+++ RECORD SET +++
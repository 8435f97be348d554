//! # Mesh Errors
//!
//! Error types for mesh construction. Every failure aborts the current
//! construction call; whatever was created before it stays in the mesh.

use crate::element::ElementType;
use crate::node::{Axis, ElementId, NodeId};
use config::constants::ConfigError;
use thiserror::Error;

/// Result alias used throughout the crate.
pub type MeshResult<T> = Result<T, MeshError>;

/// Errors that can occur while building a mesh.
#[derive(Debug, Error)]
pub enum MeshError {
    /// Node group size or geometry does not fit the element type
    #[error("Malformed {element_type} element: {message}")]
    MalformedElement {
        element_type: ElementType,
        message: String,
    },

    /// Element type / axis combination without a construction rule
    #[error("Unsupported element type {element_type} for {operation}")]
    UnsupportedElementType {
        element_type: ElementType,
        operation: String,
    },

    /// Axis name outside x/y/z, or the same axis used for two roles
    #[error("Invalid axis specification: {message}")]
    InvalidAxis { message: String },

    /// Grid extent that cannot be tiled by transition cells
    #[error("Transition sizing: {count} nodes is not 3^{order} * k + 1")]
    TransitionSizing { count: usize, order: u32 },

    /// Node label not owned by this mesh
    #[error("Unknown node {0}")]
    UnknownNode(NodeId),

    /// Element label not owned by this mesh
    #[error("Unknown element {0}")]
    UnknownElement(ElementId),

    /// Node or element set that was never created
    #[error("Unknown set '{0}'")]
    UnknownSet(String),

    /// Explicit label that is already taken
    #[error("Duplicate label {0}")]
    DuplicateLabel(u32),

    /// Lattice counts or spacing that cannot form a block
    #[error("Invalid dimensions: {message}")]
    InvalidDimensions { message: String },

    /// Explicit or automatic label with no successor left for the counter
    #[error("Label {0} leaves no room for further labels")]
    LabelOverflow(u32),

    /// Boundary plane whose shape does not match the face it is attached to
    #[error("Plane shape {found:?} does not match face {expected:?}")]
    PlaneShape {
        expected: [usize; 3],
        found: [usize; 3],
    },

    /// Grid slot that must hold a node before the operation runs
    #[error("Missing node at grid slot {slot:?} ({message})")]
    IncompleteWindow { slot: [usize; 3], message: String },

    /// Invalid mesh configuration
    #[error("Configuration error: {0}")]
    Config(#[from] ConfigError),
}

impl MeshError {
    /// Creates a malformed element error.
    pub fn malformed(element_type: ElementType, message: impl Into<String>) -> Self {
        Self::MalformedElement {
            element_type,
            message: message.into(),
        }
    }

    /// Creates an unsupported element type error.
    pub fn unsupported(element_type: ElementType, operation: impl Into<String>) -> Self {
        Self::UnsupportedElementType {
            element_type,
            operation: operation.into(),
        }
    }

    /// Creates an invalid axis error.
    pub fn invalid_axis(message: impl Into<String>) -> Self {
        Self::InvalidAxis {
            message: message.into(),
        }
    }

    /// Creates an invalid dimensions error.
    pub fn invalid_dimensions(message: impl Into<String>) -> Self {
        Self::InvalidDimensions {
            message: message.into(),
        }
    }

    /// Creates a missing grid node error.
    pub fn incomplete(slot: [usize; 3], message: impl Into<String>) -> Self {
        Self::IncompleteWindow {
            slot,
            message: message.into(),
        }
    }

    /// Axis used twice where two distinct axes are required.
    pub(crate) fn same_axis(axis: Axis) -> Self {
        Self::invalid_axis(format!("axis {axis} used for two roles"))
    }
}
//! Node-conformity checks over whole transition regions: no two nodes share
//! a position, no node sits inside an element edge it is not a corner of,
//! and the elements fill their region exactly without folding.

use approx::assert_relative_eq;
use glam::DVec3;
use hexmesh::{
    create_block, create_block_axi, create_transition_corner, create_transition_corner_axi,
    create_transition_corner_out, create_transition_line_axi, create_transition_plate, Axis,
    BlockSpec, Direction, ElementShape, Mesh, NodeGrid, NodeId, SetNames,
};

const TOLERANCE: f64 = 1.0e-9;

fn assert_distinct_positions(mesh: &Mesh) {
    let points: Vec<DVec3> = mesh.nodes().map(|n| n.position).collect();
    for (a, p) in points.iter().enumerate() {
        for q in &points[a + 1..] {
            assert!(p.distance(*q) > TOLERANCE, "coincident nodes at {p:?}");
        }
    }
}

/// Corner pairs forming the edges of an element in solver order.
fn edges(shape: ElementShape) -> Vec<(usize, usize)> {
    let n = shape.corners_per_plane();
    let mut out = Vec::new();
    for r in 0..n {
        out.push((r, (r + 1) % n));
        if shape.plane_count() == 2 {
            out.push((r + n, (r + 1) % n + n));
            out.push((r, r + n));
        }
    }
    out
}

fn assert_no_hanging_nodes(mesh: &Mesh) {
    let points: Vec<(NodeId, DVec3)> = mesh.nodes().map(|n| (n.label(), n.position)).collect();
    for element in mesh.elements() {
        let corners = element.nodes();
        for (a, b) in edges(element.element_type().shape()) {
            let pa = mesh.position(corners[a]).unwrap();
            let pb = mesh.position(corners[b]).unwrap();
            let length = pa.distance(pb);
            assert!(length > TOLERANCE, "element {} has a collapsed edge", element.label());
            for &(id, p) in &points {
                if id == corners[a] || id == corners[b] {
                    continue;
                }
                let detour = p.distance(pa) + p.distance(pb) - length;
                assert!(
                    detour > TOLERANCE,
                    "node {id} hangs on edge {}-{} of element {}",
                    corners[a],
                    corners[b],
                    element.label()
                );
            }
        }
    }
}

fn assert_conforming(mesh: &Mesh) {
    assert_distinct_positions(mesh);
    assert_no_hanging_nodes(mesh);
}

/// Corners of each hex face in solver order, wound outwards.
const HEX_FACES: [[usize; 4]; 6] = [
    [0, 3, 2, 1],
    [4, 5, 6, 7],
    [0, 1, 5, 4],
    [1, 2, 6, 5],
    [2, 3, 7, 6],
    [3, 0, 4, 7],
];

/// Summed hex volume or quad area of the whole mesh. Fails on any corner
/// whose Jacobian is not positive.
fn measure(mesh: &Mesh) -> f64 {
    let mut total = 0.0;
    for element in mesh.elements() {
        let p: Vec<DVec3> = element
            .nodes()
            .iter()
            .map(|&n| mesh.position(n).unwrap())
            .collect();
        let label = element.label();
        match element.element_type().shape() {
            ElementShape::Hex8 => {
                for r in 0..4 {
                    let (next, prev) = ((r + 1) % 4, (r + 3) % 4);
                    let up = p[r + 4] - p[r];
                    let bottom = (p[next] - p[r]).cross(p[prev] - p[r]).dot(up);
                    let top = (p[next + 4] - p[r + 4]).cross(p[prev + 4] - p[r + 4]).dot(up);
                    assert!(bottom > 0.0 && top > 0.0, "element {label} folds at corner {r}");
                }
                let center = p.iter().sum::<DVec3>() / 8.0;
                for face in HEX_FACES {
                    let mid = face.iter().map(|&k| p[k]).sum::<DVec3>() / 4.0;
                    for n in 0..4 {
                        let a = p[face[n]] - center;
                        let b = p[face[(n + 1) % 4]] - center;
                        total += a.cross(b).dot(mid - center) / 6.0;
                    }
                }
            }
            ElementShape::Quad4 => {
                for r in 0..4 {
                    let (next, prev) = ((r + 1) % 4, (r + 3) % 4);
                    let turn = (p[next] - p[r]).cross(p[prev] - p[r]).z;
                    assert!(turn > 0.0, "element {label} folds at corner {r}");
                    total += (p[r].x * p[next].y - p[next].x * p[r].y) / 2.0;
                }
            }
            ElementShape::Wedge6 => panic!("element {label} is a wedge"),
        }
    }
    total
}

#[test]
fn test_plate_on_block_is_conforming() {
    let mut mesh = Mesh::new();
    let block = create_block(&mut mesh, &BlockSpec::new([10, 10, 2], DVec3::ONE)).unwrap();
    let coarse = create_transition_plate(
        &mut mesh,
        &block.face(Axis::Z, true),
        Axis::Z,
        2,
        Direction::Positive,
        SetNames::NONE,
    )
    .unwrap();
    assert_eq!(coarse.dims(), [2, 2, 1]);
    assert_relative_eq!(measure(&mesh), 81.0 + 9.0 * 27.0 + 729.0, epsilon = 1e-9);
    assert_conforming(&mesh);
}

#[test]
fn test_plate_under_block_is_conforming() {
    let mut mesh = Mesh::new();
    let block = create_block(&mut mesh, &BlockSpec::new([7, 2, 4], DVec3::splat(0.25))).unwrap();
    create_transition_plate(
        &mut mesh,
        &block.face(Axis::Y, false),
        Axis::Y,
        1,
        Direction::Negative,
        SetNames::NONE,
    )
    .unwrap();
    // Block of 6x1x3 cells and two transition cells, all at spacing 0.25
    let cube = 0.25f64.powi(3);
    assert_relative_eq!(measure(&mesh), (18.0 + 2.0 * 27.0) * cube, epsilon = 1e-12);
    assert_conforming(&mesh);
}

#[test]
fn test_corner_region_is_conforming() {
    let mut mesh = Mesh::new();
    let n = 7;
    let mut grid = NodeGrid::new([n, n, n]);
    for i in 0..n {
        for j in 0..n {
            for (idx, p) in [
                ([i, j, 0], DVec3::new(i as f64, j as f64, 0.0)),
                ([0, i, j], DVec3::new(0.0, i as f64, j as f64)),
            ] {
                if grid.get(idx).is_none() {
                    grid.set(idx, mesh.create_node(p, None, None).unwrap());
                }
            }
        }
    }
    let core = create_transition_corner(
        &mut mesh,
        &grid.face(Axis::Z, 0),
        &grid.face(Axis::X, 0),
        1,
        SetNames::NONE,
    )
    .unwrap();
    assert_eq!(core.dims(), [2, 3, 2]);
    assert_relative_eq!(measure(&mesh), 216.0, epsilon = 1e-9);
    assert_conforming(&mesh);
}

#[test]
fn test_convex_corner_is_conforming() {
    let mut mesh = Mesh::new();
    let line: Vec<NodeId> = (0..10)
        .map(|k| {
            mesh.create_node(DVec3::new(0.0, 0.0, k as f64 * 0.5), None, None)
                .unwrap()
        })
        .collect();
    create_transition_corner_out(
        &mut mesh,
        &line,
        (Axis::X, Direction::Negative),
        (Axis::Y, Direction::Positive),
        2,
        SetNames::NONE,
    )
    .unwrap();
    // Three cells at spacing 0.5, then one at 1.5, along a 4.5 long line
    assert_relative_eq!(measure(&mesh), 1.5 * 1.5 * 4.5 + 4.5 * 4.5 * 4.5, epsilon = 1e-9);
    assert_conforming(&mesh);
}

#[test]
fn test_axisymmetric_transitions_are_conforming() {
    let mut mesh = Mesh::new();
    let block = create_block_axi(&mut mesh, &BlockSpec::new([10, 3, 1], DVec3::ONE)).unwrap();
    let line = block.face(Axis::Y, true).nodes();
    let coarse =
        create_transition_line_axi(&mut mesh, &line, Axis::Y, 2, Direction::Positive, SetNames::NONE)
            .unwrap();
    assert_eq!(coarse.len(), 2);
    assert_relative_eq!(measure(&mesh), 18.0 + 3.0 * 9.0 + 81.0, epsilon = 1e-9);
    assert_conforming(&mesh);

    let mut mesh = Mesh::new();
    let corner = mesh.create_node(DVec3::ZERO, None, None).unwrap();
    let mut along_x = vec![corner];
    let mut along_y = vec![corner];
    for n in 1..13 {
        let d = n as f64;
        along_x.push(mesh.create_node(DVec3::new(d, 0.0, 0.0), None, None).unwrap());
        along_y.push(mesh.create_node(DVec3::new(0.0, d, 0.0), None, None).unwrap());
    }
    create_transition_corner_axi(&mut mesh, &along_x, &along_y, 2, SetNames::NONE).unwrap();
    assert_relative_eq!(measure(&mesh), 144.0, epsilon = 1e-9);
    assert_conforming(&mesh);
}
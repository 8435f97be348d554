//! Convex edge transition cell.

use glam::DVec3;

use crate::element::ElementType;
use crate::error::MeshResult;
use crate::grid::NodeGrid;
use crate::mesh::Mesh;
use crate::node::{Axis, ElementId, NodeId};
use crate::sets::SetNames;

use super::{Cell, SOLID_WINDOW};

/// Wraps a convex fine edge with 11 hexes that coarsen away from it.
///
/// `axis` runs along the edge; `(p, q)` follow `axis.others()`. The window
/// needs the edge line `(0, e, 0)` for `e = 0..=3` plus its first
/// neighbours `(1, 0, 0)` and `(0, 0, 1)`, which fix the two directions the
/// cell grows in. The faces `p = 0` and `q = 0` carry the planar 3:1
/// pattern; the coarse line comes out at `(3, {0, 3}, 3)`.
pub fn create_transition_cell_corner_out(
    mesh: &mut Mesh,
    grid: &mut NodeGrid,
    origin: [usize; 3],
    axis: Axis,
    sets: SetNames,
) -> MeshResult<Vec<ElementId>> {
    let (p_axis, q_axis) = axis.others();
    let mut cell = Cell::open(
        mesh,
        grid,
        origin,
        [p_axis, axis, q_axis],
        SOLID_WINDOW,
        sets,
        ElementType::C3D8R,
    )?;

    let start = cell.position([0, 0, 0])?;
    let d1 = cell.position([1, 0, 0])? - start;
    let d2 = cell.position([0, 0, 1])? - start;
    // Zero-length directions would collapse every element
    cell.third_of(DVec3::ZERO, d1 * 3.0)?;
    cell.third_of(DVec3::ZERO, d2 * 3.0)?;

    let mut line = [DVec3::ZERO; 4];
    for (e, p) in line.iter_mut().enumerate() {
        *p = cell.position([0, e, 0])?;
    }
    let at = |p: usize, e: usize, q: usize| line[e] + d1 * p as f64 + d2 * q as f64;

    let mut edge = [NodeId(0); 4];
    let mut side1 = [NodeId(0); 4];
    let mut side2 = [NodeId(0); 4];
    let mut center = [NodeId(0); 4];
    for e in 0..4 {
        edge[e] = cell.existing([0, e, 0])?;
        side1[e] = cell.node([1, e, 0], at(1, e, 0))?;
        side2[e] = cell.node([0, e, 1], at(0, e, 1))?;
        center[e] = cell.node([1, e, 1], at(1, e, 1))?;
    }
    let mid1 = [cell.node([0, 1, 2], at(0, 1, 2))?, cell.node([0, 2, 2], at(0, 2, 2))?];
    let mid2 = [cell.node([2, 1, 0], at(2, 1, 0))?, cell.node([2, 2, 0], at(2, 2, 0))?];
    let center2 = [cell.node([2, 1, 2], at(2, 1, 2))?, cell.node([2, 2, 2], at(2, 2, 2))?];
    let edge1 = [cell.node([0, 0, 3], at(0, 0, 3))?, cell.node([0, 3, 3], at(0, 3, 3))?];
    let edge2 = [cell.node([3, 0, 0], at(3, 0, 0))?, cell.node([3, 3, 0], at(3, 3, 0))?];
    let corner = [cell.node([3, 0, 3], at(3, 0, 3))?, cell.node([3, 3, 3], at(3, 3, 3))?];

    // Unit column along the edge
    for e in 0..3 {
        cell.element(&[
            edge[e],
            side1[e],
            center[e],
            side2[e],
            edge[e + 1],
            side1[e + 1],
            center[e + 1],
            side2[e + 1],
        ])?;
    }

    // Sharp hexes over the middle of the edge
    cell.element(&[
        side2[1], mid1[0], center2[0], center[1], side2[2], mid1[1], center2[1], center[2],
    ])?;
    cell.element(&[
        side1[1], mid2[0], center2[0], center[1], side1[2], mid2[1], center2[1], center[2],
    ])?;

    // Fans from the coarse ends of the edge
    for (end, inner, k) in [(0, 1, 0), (3, 2, 1)] {
        cell.element(&[
            side2[end],
            edge1[k],
            corner[k],
            center[end],
            side2[inner],
            mid1[k],
            center2[k],
            center[inner],
        ])?;
        cell.element(&[
            side1[end],
            edge2[k],
            corner[k],
            center[end],
            side1[inner],
            mid2[k],
            center2[k],
            center[inner],
        ])?;
    }

    // Coarse blocks on the two faces
    cell.element(&[
        mid1[0], center2[0], corner[0], edge1[0], mid1[1], center2[1], corner[1], edge1[1],
    ])?;
    cell.element(&[
        mid2[0], center2[0], corner[0], edge2[0], mid2[1], center2[1], corner[1], edge2[1],
    ])?;

    Ok(cell.finish())
}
+++
[BRIEF]:
Set down again, word for word, the stretch of records from the line with "invalid axis error." to the line with "a position, no", both of those lines included.

[TASK RESULT]:
    /// Creates an invalid axis error.
    pub fn invalid_axis(message: impl Into<String>) -> Self {
        Self::InvalidAxis {
            message: message.into(),
        }
    }

    /// Creates an invalid dimensions error.
    pub fn invalid_dimensions(message: impl Into<String>) -> Self {
        Self::InvalidDimensions {
            message: message.into(),
        }
    }

    /// Creates a missing grid node error.
    pub fn incomplete(slot: [usize; 3], message: impl Into<String>) -> Self {
        Self::IncompleteWindow {
            slot,
            message: message.into(),
        }
    }

    /// Axis used twice where two distinct axes are required.
    pub(crate) fn same_axis(axis: Axis) -> Self {
        Self::invalid_axis(format!("axis {axis} used for two roles"))
    }
}
//! Node-conformity checks over whole transition regions: no two nodes share
//! a position, no node sits inside an element edge it is not a corner of,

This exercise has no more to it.